You have to take a moment to think about it.
Really think about it.
What did your ex teach you about you? What new things did you learn about yourself through your experience with him that you can take into the next relationship? If you never give yourself a break and explore your contribution to the craziness, you’re going to have a pretty hard time recognizing the real thing.
When I first met my man, he’d say “you wouldn’t recognize a good man if he was standing right in front of you.” Unfortunately, he was right because that good guy (him) stood in front of me for almost four years before I recognized him. But when I got myself together, really applied a new way of thinking to every aspect of my life and trusted myself enough to try it again, I was ready to recognize him.
Whether you want to admit it or not, there are several facts you’re going to have to face if you want to set a solid foundation for a healthy relationship. Before entering a new relationship or even getting back in the dating game, ask yourself:
Am I over my ex?
If you’re holding on to baggage from a past relationship, you’re sabotaging your chance at love the next time around. If you haven’t cleared your space (mental/emotional space) then you’re going to take those same attitudes, behaviors and insecurities into the next relationship. This is why so many women end up going through the exact same issues with new men, YOU are the common denominator so until you’ve released the baggage that’s been keeping love out you’re going to give your new guy a hard time. Does he deserve to suffer for your ex’s mistakes?

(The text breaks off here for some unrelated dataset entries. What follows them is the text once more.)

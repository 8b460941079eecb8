//! Logging to the console and an optional file in the gblibx line format.
//!
//! [`build`] assembles a `tracing-subscriber` registry from a [`LogConfig`]:
//!
//! - a stderr layer when `console` is set,
//! - a file layer when `file` is set (truncated unless `append`),
//! - a counting layer feeding the returned [`LogHandle`].
//!
//! Both output layers are filtered by `level` (plus optional per-target
//! `filter` directives); the counting layer sees every event.
//!
//! # Example
//!
//! ```
//! use gblibx_logging::{LogConfig, LogLevel};
//!
//! let config = LogConfig::default().with_level(LogLevel::Warn);
//! let (subscriber, handle) = gblibx_logging::build(&config).unwrap();
//! tracing::subscriber::with_default(subscriber, || {
//!     tracing::info!("not written, still counted");
//!     tracing::warn!(free_mb = 12, "disk almost full");
//! });
//! assert_eq!(handle.count(LogLevel::Info), 1);
//! assert_eq!(handle.problems(), 1);
//! ```

mod config;
mod counter;
mod error;
mod format;

use std::fs::OpenOptions;
use std::io;
use std::sync::Mutex;

use tracing::Subscriber;
use tracing_subscriber::EnvFilter;
use tracing_subscriber::filter::LevelFilter;
use tracing_subscriber::fmt;
use tracing_subscriber::prelude::*;

pub use config::{LogConfig, LogLevel};
pub use counter::LogHandle;
pub use error::LogError;
pub use format::{GbxFormat, format_ddhhmmss, format_hhmmss, format_line, format_timestamp};

fn level_filter(config: &LogConfig) -> Result<EnvFilter, LogError> {
    let builder =
        EnvFilter::builder().with_default_directive(LevelFilter::from(config.level).into());
    Ok(match config.filter.as_deref() {
        Some(directives) => builder.parse(directives)?,
        None => builder.parse_lossy(""),
    })
}

/// Builds a subscriber for `config` without installing it.
///
/// # Errors
///
/// [`LogError::OpenFile`] when the log file cannot be opened and
/// [`LogError::Filter`] for malformed `filter` directives.
pub fn build(
    config: &LogConfig,
) -> Result<(impl Subscriber + Send + Sync + 'static, LogHandle), LogError> {
    let handle = LogHandle::new();

    let console = if config.console {
        Some(
            fmt::layer()
                .with_writer(io::stderr)
                .with_ansi(false)
                .event_format(GbxFormat)
                .with_filter(level_filter(config)?),
        )
    } else {
        None
    };

    let file = match &config.file {
        Some(path) => {
            let out = OpenOptions::new()
                .create(true)
                .write(true)
                .append(config.append)
                .truncate(!config.append)
                .open(path)
                .map_err(|source| LogError::OpenFile {
                    path: path.clone(),
                    source,
                })?;
            Some(
                fmt::layer()
                    .with_writer(Mutex::new(out))
                    .with_ansi(false)
                    .event_format(GbxFormat)
                    .with_filter(level_filter(config)?),
            )
        }
        None => None,
    };

    let subscriber = tracing_subscriber::registry()
        .with(console)
        .with(file)
        .with(handle.layer());
    Ok((subscriber, handle))
}

/// Builds and installs the global subscriber.
///
/// # Errors
///
/// Everything [`build`] reports, plus [`LogError::Init`] when a global
/// subscriber is already set.
pub fn init(config: &LogConfig) -> Result<LogHandle, LogError> {
    let (subscriber, handle) = build(config)?;
    subscriber.try_init()?;
    tracing::debug!(level = %config.level, file = ?config.file, "logging initialized");
    Ok(handle)
}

What did I learn about love/relationships as a child?
This one is SO important, yet we typically fail to even consider asking it. The experiences that you had with love and relationships as a child literally build the foundation for your adult relationships. If you saw mommy and daddy arguing all the time or picked up unhealthy habits from either one of them, you’re probably displaying the same behavior with your guy. If you saw a loving relationship in a healthy home, chances are you have the tools to create your own healthy home. You owe it to yourself to take a step back and evaluate the values you were taught as a child. What habits did you pick up from your parents? What did they tell you about dating, sex, love and marriage? If you didn’t pick up any healthy advice from them, it’s time to create a new understanding of love.
What unhealthy habits do I need to let go of before entering a relationship?
What habits have you “been meaning to” get rid of? Until you are 100 percent happy with the person you’ve become, you’re going to have a pretty hard time being happy with someone else. Don’t wait until your new man complains about you smoking cigarettes if you know you want to quit now. Don’t wait to start making healthy changes in your life. The sooner you get started, the better you’ll feel and the more confident you’ll become and we all know that confidence attracts men!
Am I truly ready to share my life with someone?
Being single (especially if you’re childless) allows you to be pretty selfish. You don’t have anyone to answer to, anyone’s opinion to consider and you can pretty much do whatever you feel like. When your man comes along, he’s going to demand a lot of time, energy and attention. You might as well get yourself ready for that now. What changes can you make right now that will help make the transition from independence to interdependence a little more smooth?
If you want love, you better be willing to work for it. There is absolutely no reason why you haven’t been on a date in YEARS. If you want a relationship, you’ve got to be ready to get ready for it. If you aren’t, your circumstances will never change.
The moment you decide to take a chance on love and actually make the changes needed to manifest your man is the moment you’ll begin attracting better.